PROVIDED INFORMATION
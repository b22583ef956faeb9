use std::collections::{HashMap, HashSet};
use std::sync::{Mutex, MutexGuard, PoisonError};

use tokio::task::{AbortHandle, JoinHandle};

/// Lock a std mutex, recovering the guard if a holder panicked. None of the
/// locks in this crate are held across suspension points, so the protected
/// state is always consistent when the guard is reacquired.
pub fn lock<T>(mutex: &Mutex<T>) -> MutexGuard<'_, T> {
    mutex.lock().unwrap_or_else(PoisonError::into_inner)
}

/// Allocates small integer ids starting at 1, leaving 0 free as a nil value.
/// Destroyed ids are recycled; a contiguous run of destroyed ids at the top
/// lowers the watermark instead.
#[derive(Debug)]
pub struct IdPool {
    next_id: u32,
    recycle: HashSet<u32>,
}

impl Default for IdPool {
    fn default() -> Self {
        Self::new()
    }
}

impl IdPool {
    pub fn new() -> Self {
        Self {
            next_id: 1,
            recycle: HashSet::new(),
        }
    }

    pub fn create(&mut self) -> u32 {
        if let Some(&id) = self.recycle.iter().next() {
            self.recycle.remove(&id);
            id
        } else {
            let id = self.next_id;
            self.next_id += 1;
            id
        }
    }

    pub fn destroy(&mut self, id: u32) {
        self.recycle.insert(id);
        while self.recycle.remove(&(self.next_id - 1)) {
            self.next_id -= 1;
        }
    }
}

/// An [`IdPool`] coupled with the id-to-entity map. Lookup is O(1);
/// iteration order is unspecified.
#[derive(Debug)]
pub struct IdRegistry<T> {
    ids: IdPool,
    items: HashMap<u32, T>,
}

impl<T> Default for IdRegistry<T> {
    fn default() -> Self {
        Self::new()
    }
}

impl<T> IdRegistry<T> {
    pub fn new() -> Self {
        Self {
            ids: IdPool::new(),
            items: HashMap::new(),
        }
    }

    /// Allocate an id and store the entity the builder makes from it.
    pub fn insert_with(&mut self, build: impl FnOnce(u32) -> T) -> &T {
        let id = self.ids.create();
        self.items.entry(id).or_insert_with(|| build(id))
    }

    pub fn get(&self, id: u32) -> Option<&T> {
        self.items.get(&id)
    }

    pub fn remove(&mut self, id: u32) -> Option<T> {
        let item = self.items.remove(&id);
        if item.is_some() {
            self.ids.destroy(id);
        }
        item
    }

    pub fn iter(&self) -> impl Iterator<Item = &T> {
        self.items.values()
    }

    pub fn len(&self) -> usize {
        self.items.len()
    }

    pub fn is_empty(&self) -> bool {
        self.items.is_empty()
    }
}

/// Owns a set of spawned tasks and aborts whatever is still running when the
/// group is cancelled or dropped. Every long-lived background task in the
/// server belongs to exactly one group, so disconnects, protocol swaps and
/// unit destruction cancel exactly their dependents.
#[derive(Debug, Default)]
pub struct TaskGroup {
    tasks: Vec<JoinHandle<()>>,
}

impl TaskGroup {
    pub fn new() -> Self {
        Self::default()
    }

    pub fn spawn(&mut self, future: impl Future<Output = ()> + Send + 'static) -> AbortHandle {
        self.tasks.retain(|task| !task.is_finished());
        let task = tokio::spawn(future);
        let abort = task.abort_handle();
        self.tasks.push(task);
        abort
    }

    pub fn cancel_all(&mut self) {
        for task in self.tasks.drain(..) {
            task.abort();
        }
    }
}

impl Drop for TaskGroup {
    fn drop(&mut self) {
        self.cancel_all();
    }
}

#[cfg(test)]
mod tests {
    use super::*;

    #[test]
    fn id_pool_starts_at_one_and_recycles() {
        let mut pool = IdPool::new();
        assert_eq!(pool.create(), 1);
        assert_eq!(pool.create(), 2);
        assert_eq!(pool.create(), 3);
        pool.destroy(2);
        assert_eq!(pool.create(), 2);
    }

    #[test]
    fn id_pool_lowers_watermark_on_contiguous_top_frees() {
        let mut pool = IdPool::new();
        for _ in 0..4 {
            pool.create();
        }
        pool.destroy(4);
        pool.destroy(3);
        // 3 and 4 were the top of the range, so they are handed out fresh
        // again instead of sitting in the recycle set.
        assert_eq!(pool.create(), 3);
        assert_eq!(pool.create(), 4);
        assert_eq!(pool.create(), 5);
    }

    #[test]
    fn registry_round_trip() {
        let mut registry: IdRegistry<String> = IdRegistry::new();
        let id = {
            let name = registry.insert_with(|id| format!("entity-{id}"));
            assert_eq!(name, "entity-1");
            1
        };
        assert_eq!(registry.get(id).map(String::as_str), Some("entity-1"));
        assert_eq!(registry.remove(id), Some("entity-1".to_string()));
        assert!(registry.get(id).is_none());
        assert!(registry.is_empty());
    }

    #[tokio::test]
    async fn task_group_aborts_on_drop() {
        use std::sync::Arc;
        use std::sync::atomic::{AtomicBool, Ordering};

        let finished = Arc::new(AtomicBool::new(false));
        let flag = Arc::clone(&finished);
        {
            let mut group = TaskGroup::new();
            group.spawn(async move {
                tokio::time::sleep(std::time::Duration::from_secs(3600)).await;
                flag.store(true, Ordering::SeqCst);
            });
        }
        tokio::task::yield_now().await;
        assert!(!finished.load(Ordering::SeqCst));
    }
}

EXERCISE DESCRIPTION
Report how many lines above hold "JoinHandle", number only.

RESULT OF THE TASK
2